# Hulu, NetFlix not accepting account credentials



## Drhalo (Jul 12, 2018)

Folks, is there a trick to getting these to work in the 3. Since getting 10 and going to the cinema section, I cannot seem to get the apps to accept my credentials. Says they are invalid and I am certain they are correct. 
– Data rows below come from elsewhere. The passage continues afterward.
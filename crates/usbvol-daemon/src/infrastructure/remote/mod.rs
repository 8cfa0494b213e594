//! Control connection to HQPlayer Embedded.
//!
//! # How does the session work? (for beginners)
//!
//! The controller must never wait on the network, so [`HqpSession`] is only
//! a thin handle: each [`RemoteSession`] call pushes a command onto a
//! channel and returns at once.  A background task (the "session actor")
//! owns the TCP stream and works through those commands in order:
//!
//! ```text
//!  VolumeController ──cmd──▶ SessionActor ──line──▶ HQPlayer :4321
//!        ▲                        │
//!        └──── SessionEvent ◀─────┘◀──line── responses
//! ```
//!
//! Responses are read line by line, decoded with
//! [`decode_response`](usbvol_core::decode_response), and handed back to
//! the event loop as [`SessionEvent`]s.
//!
//! The actor never reconnects on its own.  When a connect attempt fails or
//! an established connection breaks it reports [`SessionEvent::Error`] and
//! waits; the controller decides when to try again.
//!
//! Requests issued while no connection is open are dropped, including
//! those issued while a connect attempt is still in flight.  The first
//! requests on a fresh connection are therefore the range and state
//! queries the controller sends on [`SessionEvent::Connected`].
//!
//! Incoming bytes are split on `\n` by `LineReader`.  A line that is not
//! valid UTF-8 is decoded lossily and a line longer than
//! [`MAX_LINE_LENGTH`] is discarded; neither closes the connection.

use std::io;
use std::time::Duration;

use tokio::io::{AsyncBufReadExt, AsyncWriteExt, BufReader};
use tokio::net::tcp::{OwnedReadHalf, OwnedWriteHalf};
use tokio::net::TcpStream;
use tokio::sync::mpsc;
use tokio::time;
use tracing::{debug, info, warn};
use usbvol_core::{decode_response, encode_request, ControlRequest, ControlResponse};

use crate::application::control_volume::{RemoteSession, SessionEvent};

pub mod mock;

/// Default limit on how long a single connect attempt may take.
pub const DEFAULT_CONNECT_TIMEOUT: Duration = Duration::from_secs(3);

/// Capacity of the session → event loop notification channel.
const EVENT_CHANNEL_CAPACITY: usize = 128;

/// Longest response line accepted from the player, in bytes.
pub const MAX_LINE_LENGTH: usize = 64 * 1024;

/// Work items for the session actor.
#[derive(Debug)]
enum Command {
    Connect { host: String, port: u16 },
    Send(ControlRequest),
}

/// Handle to the background session actor.
///
/// Dropping every handle stops the actor and closes the connection.
#[derive(Debug, Clone)]
pub struct HqpSession {
    commands: mpsc::UnboundedSender<Command>,
}

impl HqpSession {
    /// Spawns the session actor on the current tokio runtime.
    ///
    /// Returns the handle and the receiver on which [`SessionEvent`]s are
    /// delivered.  No connection is attempted until
    /// [`RemoteSession::connect`] is called.
    pub fn spawn(connect_timeout: Duration) -> (Self, mpsc::Receiver<SessionEvent>) {
        let (cmd_tx, cmd_rx) = mpsc::unbounded_channel();
        let (event_tx, event_rx) = mpsc::channel(EVENT_CHANNEL_CAPACITY);

        let actor = SessionActor {
            commands: cmd_rx,
            events: event_tx,
            connect_timeout,
            connection: None,
            deferred: None,
        };
        tokio::spawn(actor.run());

        (Self { commands: cmd_tx }, event_rx)
    }

    fn submit(&self, command: Command) {
        if self.commands.send(command).is_err() {
            debug!("session actor has stopped; command discarded");
        }
    }
}

impl RemoteSession for HqpSession {
    fn connect(&self, host: &str, port: u16) {
        self.submit(Command::Connect {
            host: host.to_string(),
            port,
        });
    }

    fn set_volume(&self, db: f64) {
        self.submit(Command::Send(ControlRequest::Volume(db)));
    }

    fn query_range(&self) {
        self.submit(Command::Send(ControlRequest::VolumeRange));
    }

    fn query_state(&self) {
        self.submit(Command::Send(ControlRequest::State));
    }
}

// ── Line reader ───────────────────────────────────────────────────────────────

/// Splits the response stream into lines.
///
/// Partial input is kept in `pending` between calls, so [`Self::next_line`]
/// can be cancelled inside `select!` without losing bytes.
struct LineReader {
    reader: BufReader<OwnedReadHalf>,
    pending: Vec<u8>,
    discarding: bool,
}

impl LineReader {
    fn new(reader: OwnedReadHalf) -> Self {
        Self {
            reader: BufReader::new(reader),
            pending: Vec::new(),
            discarding: false,
        }
    }

    /// Returns the next line without its `\n`, or `None` at end of stream.
    async fn next_line(&mut self) -> io::Result<Option<String>> {
        loop {
            let available = self.reader.fill_buf().await?;
            if available.is_empty() {
                return Ok(None);
            }

            let (used, complete) = match available.iter().position(|&b| b == b'\n') {
                Some(end) => (end + 1, true),
                None => (available.len(), false),
            };
            if !self.discarding {
                let body = if complete { &available[..used - 1] } else { available };
                self.pending.extend_from_slice(body);
            }
            self.reader.consume(used);

            if !self.discarding && self.pending.len() > MAX_LINE_LENGTH {
                warn!("response line exceeds {MAX_LINE_LENGTH} bytes, discarding it");
                self.pending.clear();
                self.discarding = true;
            }

            if complete {
                if std::mem::take(&mut self.discarding) {
                    continue;
                }
                return Ok(Some(decode_line(std::mem::take(&mut self.pending))));
            }
        }
    }
}

fn decode_line(bytes: Vec<u8>) -> String {
    match String::from_utf8(bytes) {
        Ok(line) => line,
        Err(e) => {
            debug!("response line is not valid UTF-8, replacing invalid bytes");
            String::from_utf8_lossy(e.as_bytes()).into_owned()
        }
    }
}

// ── Session actor ─────────────────────────────────────────────────────────────

/// An open control connection.
struct Connection {
    lines: LineReader,
    writer: OwnedWriteHalf,
    peer: String,
}

/// What woke the actor up.
enum Step {
    Command(Option<Command>),
    Line(io::Result<Option<String>>),
}

struct SessionActor {
    commands: mpsc::UnboundedReceiver<Command>,
    events: mpsc::Sender<SessionEvent>,
    connect_timeout: Duration,
    connection: Option<Connection>,
    /// A connect command found while discarding stale requests.
    deferred: Option<Command>,
}

impl SessionActor {
    async fn run(mut self) {
        loop {
            let step = match (self.deferred.take(), self.connection.as_mut()) {
                (Some(command), _) => Step::Command(Some(command)),
                (None, Some(conn)) => tokio::select! {
                    command = self.commands.recv() => Step::Command(command),
                    line = conn.lines.next_line() => Step::Line(line),
                },
                (None, None) => Step::Command(self.commands.recv().await),
            };

            match step {
                Step::Command(None) => break,
                Step::Command(Some(Command::Connect { host, port })) => {
                    self.connect(&host, port).await;
                }
                Step::Command(Some(Command::Send(request))) => self.send(&request).await,
                Step::Line(Ok(Some(line))) => self.dispatch_line(&line).await,
                Step::Line(Ok(None)) => {
                    self.drop_connection("connection closed by HQPlayer").await;
                }
                Step::Line(Err(e)) => {
                    self.drop_connection(&format!("read error: {e}")).await;
                }
            }
        }
        debug!("session actor stopped");
    }

    async fn connect(&mut self, host: &str, port: u16) {
        if let Some(old) = self.connection.take() {
            debug!("replacing connection to {}", old.peer);
        }

        let outcome = self.open(host, port).await;
        self.discard_stale_requests();

        match outcome {
            Ok(connection) => {
                info!("control connection open to {}", connection.peer);
                self.connection = Some(connection);
                self.emit(SessionEvent::Connected).await;
            }
            Err(message) => self.emit(SessionEvent::Error(message)).await,
        }
    }

    async fn open(&self, host: &str, port: u16) -> Result<Connection, String> {
        let peer = format!("{host}:{port}");
        let stream = match time::timeout(self.connect_timeout, TcpStream::connect((host, port))).await
        {
            Ok(Ok(stream)) => stream,
            Ok(Err(e)) => return Err(format!("failed to connect to {peer}: {e}")),
            Err(_) => {
                return Err(format!(
                    "timed out connecting to {peer} after {:?}",
                    self.connect_timeout
                ))
            }
        };

        if let Err(e) = stream.set_nodelay(true) {
            debug!("could not set TCP_NODELAY on {peer}: {e}");
        }

        let (reader, writer) = stream.into_split();
        Ok(Connection {
            lines: LineReader::new(reader),
            writer,
            peer,
        })
    }

    /// Drops every request queued during a connect attempt.  A queued
    /// connect ends the scan and runs next.
    fn discard_stale_requests(&mut self) {
        while let Ok(command) = self.commands.try_recv() {
            match command {
                Command::Send(request) => {
                    debug!("request issued while connecting; dropping {request:?}");
                }
                connect @ Command::Connect { .. } => {
                    self.deferred = Some(connect);
                    break;
                }
            }
        }
    }

    async fn send(&mut self, request: &ControlRequest) {
        let Some(conn) = self.connection.as_mut() else {
            debug!("not connected; dropping {request:?}");
            return;
        };

        let line = encode_request(request);
        debug!("→ {}", line.trim_end());
        let written = conn.writer.write_all(line.as_bytes()).await;
        if let Err(e) = written {
            self.drop_connection(&format!("write error: {e}")).await;
        }
    }

    async fn dispatch_line(&mut self, line: &str) {
        if line.trim().is_empty() {
            return;
        }
        debug!("← {line}");

        match decode_response(line) {
            Ok(ControlResponse::VolumeRange(range)) => {
                self.emit(SessionEvent::RangeResponse(range)).await;
            }
            Ok(ControlResponse::State(state)) => {
                self.emit(SessionEvent::StateResponse(state)).await;
            }
            Ok(ControlResponse::Other(element)) => debug!("ignoring <{element}> response"),
            Err(e) => warn!("undecodable response from HQPlayer: {e}"),
        }
    }

    async fn drop_connection(&mut self, reason: &str) {
        if let Some(conn) = self.connection.take() {
            info!("control connection to {} lost: {reason}", conn.peer);
        }
        self.emit(SessionEvent::Error(reason.to_string())).await;
    }

    async fn emit(&self, event: SessionEvent) {
        if self.events.send(event).await.is_err() {
            debug!("event receiver dropped; notification discarded");
        }
    }
}

// ── Tests ─────────────────────────────────────────────────────────────────────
Anyone else having issues getting logins working?


----------



## ortizla96 (Jan 2, 2019)

I had the same problem when I tried it out for the first time last night -- it goes to an error screen which routes you back to Netflix home screen. No idea what the glitch is, but I am assuming that it will sort out soon.


----------



## Johnston (Oct 12, 2018)

Logged in Hulu, Netflix, and Spotify with no issues. YouTube was logged in automatically, probably b/c I had logged in Google on the browser prior to V10.


----------



## kataleen (Jan 28, 2019)

Johnston said:


> Logged in Hulu, Netflix, and Spotify with no issues.


Same here



Johnston said:


> YouTube was logged in automatically


That freaked me out!!


----------



## Kizzy (Jul 25, 2016)

I had no problem with YouTube (after I figured out my credentials. Netflix failed a few times before I finally got in. Not sure if user error or something else. I think Hulu was mostly fine.


----------



## enowu (Dec 5, 2018)

I had this issue with Hulu specifically on the MX. Logged into my M3 on the same network and around the same time and the M3 was fine.

Try logging in over cellular. That seemed to do it for me.


----------



## fritter63 (Nov 9, 2018)

Logged into Netflix no issues, watch a bit of a show, then froze the screen when trying to exit.

Rebooted, tried to launch Youtube, froze it again.


----------